* _MATERIAL FOR THE TASK_
····················

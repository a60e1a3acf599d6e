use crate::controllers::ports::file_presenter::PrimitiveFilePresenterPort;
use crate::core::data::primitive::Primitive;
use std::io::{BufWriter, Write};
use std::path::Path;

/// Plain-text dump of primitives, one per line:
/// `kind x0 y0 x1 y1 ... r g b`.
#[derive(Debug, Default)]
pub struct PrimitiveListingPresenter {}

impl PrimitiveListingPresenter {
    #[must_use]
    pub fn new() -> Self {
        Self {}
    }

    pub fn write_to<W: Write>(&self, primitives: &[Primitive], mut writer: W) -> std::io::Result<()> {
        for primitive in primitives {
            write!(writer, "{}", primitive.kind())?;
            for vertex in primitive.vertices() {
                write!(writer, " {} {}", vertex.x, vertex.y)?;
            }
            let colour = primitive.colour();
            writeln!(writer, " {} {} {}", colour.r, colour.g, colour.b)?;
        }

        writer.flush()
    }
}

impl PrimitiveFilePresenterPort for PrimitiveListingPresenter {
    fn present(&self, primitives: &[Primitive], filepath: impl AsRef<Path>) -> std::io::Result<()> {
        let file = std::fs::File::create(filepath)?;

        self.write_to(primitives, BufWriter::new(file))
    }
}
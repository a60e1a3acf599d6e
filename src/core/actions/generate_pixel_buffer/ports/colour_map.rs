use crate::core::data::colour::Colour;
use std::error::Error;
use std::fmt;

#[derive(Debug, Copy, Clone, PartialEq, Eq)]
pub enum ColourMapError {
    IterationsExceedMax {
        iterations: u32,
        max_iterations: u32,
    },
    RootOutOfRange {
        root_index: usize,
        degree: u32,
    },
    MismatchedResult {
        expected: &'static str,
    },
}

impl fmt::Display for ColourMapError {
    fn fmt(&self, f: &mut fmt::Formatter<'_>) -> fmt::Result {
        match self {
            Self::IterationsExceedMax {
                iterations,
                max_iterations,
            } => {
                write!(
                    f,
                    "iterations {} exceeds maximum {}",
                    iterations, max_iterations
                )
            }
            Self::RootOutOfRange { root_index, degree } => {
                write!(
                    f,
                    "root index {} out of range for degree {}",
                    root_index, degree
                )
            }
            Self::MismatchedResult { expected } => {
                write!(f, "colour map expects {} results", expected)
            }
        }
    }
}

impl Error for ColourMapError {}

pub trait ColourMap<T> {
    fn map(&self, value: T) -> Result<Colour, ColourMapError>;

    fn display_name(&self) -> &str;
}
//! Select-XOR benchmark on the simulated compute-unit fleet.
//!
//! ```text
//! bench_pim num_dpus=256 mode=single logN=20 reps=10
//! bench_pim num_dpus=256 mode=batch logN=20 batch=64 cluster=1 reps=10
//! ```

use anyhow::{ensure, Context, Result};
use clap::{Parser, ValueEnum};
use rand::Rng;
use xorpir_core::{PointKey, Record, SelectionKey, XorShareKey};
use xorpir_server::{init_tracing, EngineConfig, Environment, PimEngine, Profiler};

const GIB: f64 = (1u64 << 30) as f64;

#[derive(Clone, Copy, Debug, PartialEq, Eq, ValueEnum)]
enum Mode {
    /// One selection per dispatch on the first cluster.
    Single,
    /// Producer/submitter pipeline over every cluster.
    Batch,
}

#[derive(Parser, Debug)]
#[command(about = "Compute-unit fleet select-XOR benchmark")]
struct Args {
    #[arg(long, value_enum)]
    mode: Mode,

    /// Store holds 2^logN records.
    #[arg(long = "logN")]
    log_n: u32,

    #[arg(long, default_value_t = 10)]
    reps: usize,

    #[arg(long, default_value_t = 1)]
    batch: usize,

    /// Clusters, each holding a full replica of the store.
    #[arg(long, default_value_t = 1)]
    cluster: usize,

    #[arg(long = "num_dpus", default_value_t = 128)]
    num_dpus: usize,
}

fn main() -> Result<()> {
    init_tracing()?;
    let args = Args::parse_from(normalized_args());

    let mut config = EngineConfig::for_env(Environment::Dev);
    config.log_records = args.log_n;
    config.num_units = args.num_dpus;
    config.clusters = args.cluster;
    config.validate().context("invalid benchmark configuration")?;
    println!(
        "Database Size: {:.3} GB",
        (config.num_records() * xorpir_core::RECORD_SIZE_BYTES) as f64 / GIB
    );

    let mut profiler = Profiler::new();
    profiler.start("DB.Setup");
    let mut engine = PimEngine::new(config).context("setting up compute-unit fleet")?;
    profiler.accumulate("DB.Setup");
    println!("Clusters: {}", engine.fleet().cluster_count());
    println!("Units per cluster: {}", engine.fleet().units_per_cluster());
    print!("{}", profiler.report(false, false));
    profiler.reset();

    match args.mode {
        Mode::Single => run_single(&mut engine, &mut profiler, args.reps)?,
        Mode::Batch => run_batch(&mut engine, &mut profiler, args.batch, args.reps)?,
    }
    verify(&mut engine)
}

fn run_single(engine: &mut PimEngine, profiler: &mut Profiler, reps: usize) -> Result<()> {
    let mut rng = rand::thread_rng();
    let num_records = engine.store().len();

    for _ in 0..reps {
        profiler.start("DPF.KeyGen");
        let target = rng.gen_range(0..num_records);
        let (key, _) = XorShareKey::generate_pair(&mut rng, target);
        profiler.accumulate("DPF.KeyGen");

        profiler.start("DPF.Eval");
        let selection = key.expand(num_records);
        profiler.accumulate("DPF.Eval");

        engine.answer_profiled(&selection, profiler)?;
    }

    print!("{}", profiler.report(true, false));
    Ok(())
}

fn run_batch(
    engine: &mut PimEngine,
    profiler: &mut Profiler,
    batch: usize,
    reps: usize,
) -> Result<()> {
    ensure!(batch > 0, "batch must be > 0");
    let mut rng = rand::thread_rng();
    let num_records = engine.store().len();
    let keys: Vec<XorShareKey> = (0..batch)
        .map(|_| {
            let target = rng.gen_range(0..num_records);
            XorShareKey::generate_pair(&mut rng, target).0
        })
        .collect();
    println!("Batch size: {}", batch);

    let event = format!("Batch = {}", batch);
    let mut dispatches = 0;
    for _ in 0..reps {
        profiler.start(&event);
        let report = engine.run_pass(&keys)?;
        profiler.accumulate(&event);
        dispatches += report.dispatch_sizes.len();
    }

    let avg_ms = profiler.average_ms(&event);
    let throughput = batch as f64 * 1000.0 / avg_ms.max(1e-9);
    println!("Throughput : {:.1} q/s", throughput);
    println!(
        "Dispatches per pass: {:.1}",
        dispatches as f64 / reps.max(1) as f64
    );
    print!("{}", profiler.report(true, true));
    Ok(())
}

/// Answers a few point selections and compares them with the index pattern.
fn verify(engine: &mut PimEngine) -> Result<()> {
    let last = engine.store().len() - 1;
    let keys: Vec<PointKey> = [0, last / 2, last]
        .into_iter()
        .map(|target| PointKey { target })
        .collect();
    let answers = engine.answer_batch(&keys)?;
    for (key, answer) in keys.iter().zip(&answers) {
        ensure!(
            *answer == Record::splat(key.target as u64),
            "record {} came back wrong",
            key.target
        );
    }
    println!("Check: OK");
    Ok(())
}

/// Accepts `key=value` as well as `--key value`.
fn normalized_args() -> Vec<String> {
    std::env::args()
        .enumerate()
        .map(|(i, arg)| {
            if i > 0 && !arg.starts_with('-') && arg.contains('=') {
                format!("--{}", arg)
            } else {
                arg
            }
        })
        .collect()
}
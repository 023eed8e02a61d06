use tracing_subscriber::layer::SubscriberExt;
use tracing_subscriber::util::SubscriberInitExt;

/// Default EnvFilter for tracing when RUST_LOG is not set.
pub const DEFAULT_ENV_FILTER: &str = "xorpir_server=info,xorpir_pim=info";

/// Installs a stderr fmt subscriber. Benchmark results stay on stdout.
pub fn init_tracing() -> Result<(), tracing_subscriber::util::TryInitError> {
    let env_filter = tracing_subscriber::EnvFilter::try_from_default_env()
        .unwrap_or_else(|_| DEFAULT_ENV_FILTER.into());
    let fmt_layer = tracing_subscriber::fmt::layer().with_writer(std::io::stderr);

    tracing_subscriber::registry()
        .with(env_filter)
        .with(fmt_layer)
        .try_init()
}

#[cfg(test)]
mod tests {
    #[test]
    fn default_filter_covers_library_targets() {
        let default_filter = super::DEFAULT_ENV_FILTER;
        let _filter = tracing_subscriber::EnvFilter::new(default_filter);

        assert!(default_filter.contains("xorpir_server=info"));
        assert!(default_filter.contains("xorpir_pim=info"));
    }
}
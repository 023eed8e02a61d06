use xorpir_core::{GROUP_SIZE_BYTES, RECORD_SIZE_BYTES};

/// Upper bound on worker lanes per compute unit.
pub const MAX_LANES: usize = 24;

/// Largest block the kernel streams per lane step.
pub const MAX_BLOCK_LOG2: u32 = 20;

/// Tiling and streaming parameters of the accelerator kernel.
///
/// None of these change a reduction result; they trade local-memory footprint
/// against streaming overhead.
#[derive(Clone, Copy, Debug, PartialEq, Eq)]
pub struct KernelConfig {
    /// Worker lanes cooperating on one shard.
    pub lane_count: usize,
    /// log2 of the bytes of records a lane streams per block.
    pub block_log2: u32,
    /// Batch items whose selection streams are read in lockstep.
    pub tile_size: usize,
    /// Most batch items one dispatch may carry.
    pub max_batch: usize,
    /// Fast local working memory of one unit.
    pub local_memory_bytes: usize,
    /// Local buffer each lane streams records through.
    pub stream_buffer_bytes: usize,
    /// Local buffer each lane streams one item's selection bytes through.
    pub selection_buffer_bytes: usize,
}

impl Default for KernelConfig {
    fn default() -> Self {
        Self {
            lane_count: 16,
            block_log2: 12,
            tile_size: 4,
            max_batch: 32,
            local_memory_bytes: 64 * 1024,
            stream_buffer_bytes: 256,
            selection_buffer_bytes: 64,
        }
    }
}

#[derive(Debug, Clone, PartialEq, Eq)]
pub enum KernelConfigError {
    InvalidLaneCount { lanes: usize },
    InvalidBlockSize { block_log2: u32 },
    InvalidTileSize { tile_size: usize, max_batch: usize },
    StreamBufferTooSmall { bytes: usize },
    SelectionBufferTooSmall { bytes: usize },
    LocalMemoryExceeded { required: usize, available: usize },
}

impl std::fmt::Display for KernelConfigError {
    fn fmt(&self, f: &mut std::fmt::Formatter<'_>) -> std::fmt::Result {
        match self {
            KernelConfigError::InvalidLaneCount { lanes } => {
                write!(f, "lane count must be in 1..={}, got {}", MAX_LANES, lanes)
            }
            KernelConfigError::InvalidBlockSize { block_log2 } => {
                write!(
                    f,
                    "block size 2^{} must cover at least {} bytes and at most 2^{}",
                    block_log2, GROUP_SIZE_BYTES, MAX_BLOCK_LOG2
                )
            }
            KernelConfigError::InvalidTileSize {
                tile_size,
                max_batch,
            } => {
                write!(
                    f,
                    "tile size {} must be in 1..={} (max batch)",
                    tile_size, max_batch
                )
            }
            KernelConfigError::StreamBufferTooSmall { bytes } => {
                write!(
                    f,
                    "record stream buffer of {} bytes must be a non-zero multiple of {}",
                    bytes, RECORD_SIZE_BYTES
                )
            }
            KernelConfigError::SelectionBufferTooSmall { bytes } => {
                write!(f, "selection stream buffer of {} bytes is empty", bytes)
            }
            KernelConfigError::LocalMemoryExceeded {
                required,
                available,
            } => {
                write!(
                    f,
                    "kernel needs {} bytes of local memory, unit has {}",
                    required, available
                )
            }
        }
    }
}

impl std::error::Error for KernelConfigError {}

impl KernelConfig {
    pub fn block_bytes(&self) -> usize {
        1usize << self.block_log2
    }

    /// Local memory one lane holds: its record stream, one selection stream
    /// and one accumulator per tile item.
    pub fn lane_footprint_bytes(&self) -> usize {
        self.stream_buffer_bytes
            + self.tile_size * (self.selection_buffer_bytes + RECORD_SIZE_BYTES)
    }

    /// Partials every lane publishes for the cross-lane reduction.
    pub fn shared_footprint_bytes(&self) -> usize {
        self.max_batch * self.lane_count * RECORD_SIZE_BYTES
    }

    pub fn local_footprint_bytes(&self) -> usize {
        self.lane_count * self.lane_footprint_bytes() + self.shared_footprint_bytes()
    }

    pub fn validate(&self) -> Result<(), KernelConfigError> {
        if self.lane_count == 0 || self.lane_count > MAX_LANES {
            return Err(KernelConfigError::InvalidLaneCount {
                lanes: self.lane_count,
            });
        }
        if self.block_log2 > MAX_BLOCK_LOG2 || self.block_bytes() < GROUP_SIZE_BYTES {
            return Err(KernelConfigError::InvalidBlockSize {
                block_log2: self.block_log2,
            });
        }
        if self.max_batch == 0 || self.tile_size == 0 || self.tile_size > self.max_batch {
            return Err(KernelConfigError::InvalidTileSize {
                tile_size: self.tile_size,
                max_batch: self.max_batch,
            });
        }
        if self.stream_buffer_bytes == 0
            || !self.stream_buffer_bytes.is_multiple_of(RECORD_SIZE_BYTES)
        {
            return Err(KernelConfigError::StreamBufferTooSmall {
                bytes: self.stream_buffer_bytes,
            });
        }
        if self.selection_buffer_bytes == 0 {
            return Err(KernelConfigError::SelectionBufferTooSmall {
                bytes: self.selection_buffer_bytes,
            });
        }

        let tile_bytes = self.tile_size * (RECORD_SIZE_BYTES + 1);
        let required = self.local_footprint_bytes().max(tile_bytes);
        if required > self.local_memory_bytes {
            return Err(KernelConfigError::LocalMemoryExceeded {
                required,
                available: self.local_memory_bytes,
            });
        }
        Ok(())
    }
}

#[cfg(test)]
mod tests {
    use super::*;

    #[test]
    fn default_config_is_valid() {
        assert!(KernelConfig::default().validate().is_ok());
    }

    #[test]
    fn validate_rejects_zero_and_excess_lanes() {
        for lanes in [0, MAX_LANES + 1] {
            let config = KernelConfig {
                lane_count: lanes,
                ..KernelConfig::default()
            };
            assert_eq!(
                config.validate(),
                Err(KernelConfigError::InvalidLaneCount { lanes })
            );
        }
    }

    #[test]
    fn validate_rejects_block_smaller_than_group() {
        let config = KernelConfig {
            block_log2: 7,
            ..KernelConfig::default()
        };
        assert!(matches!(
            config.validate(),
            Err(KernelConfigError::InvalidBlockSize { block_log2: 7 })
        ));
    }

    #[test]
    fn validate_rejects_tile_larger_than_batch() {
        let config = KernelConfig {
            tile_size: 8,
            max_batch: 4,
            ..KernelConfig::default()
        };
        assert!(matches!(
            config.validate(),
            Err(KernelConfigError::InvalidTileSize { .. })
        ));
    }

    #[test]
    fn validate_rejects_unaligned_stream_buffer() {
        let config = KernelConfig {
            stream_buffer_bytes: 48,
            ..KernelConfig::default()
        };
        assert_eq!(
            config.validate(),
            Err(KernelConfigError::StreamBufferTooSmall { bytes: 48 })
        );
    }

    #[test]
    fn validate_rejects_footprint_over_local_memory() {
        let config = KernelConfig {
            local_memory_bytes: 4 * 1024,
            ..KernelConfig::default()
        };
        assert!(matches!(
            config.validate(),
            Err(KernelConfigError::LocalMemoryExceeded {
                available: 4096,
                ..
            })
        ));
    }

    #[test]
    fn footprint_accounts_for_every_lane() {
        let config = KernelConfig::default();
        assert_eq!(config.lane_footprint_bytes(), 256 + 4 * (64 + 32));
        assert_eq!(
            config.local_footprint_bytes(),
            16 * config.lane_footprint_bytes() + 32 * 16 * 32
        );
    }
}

····················

* _GOAL OF THE EXERCISE_
The required output is every line above that contains the string "util".

* _EXERCISE RESULT_
use tracing_subscriber::util::SubscriberInitExt;
pub fn init_tracing() -> Result<(), tracing_subscriber::util::TryInitError> {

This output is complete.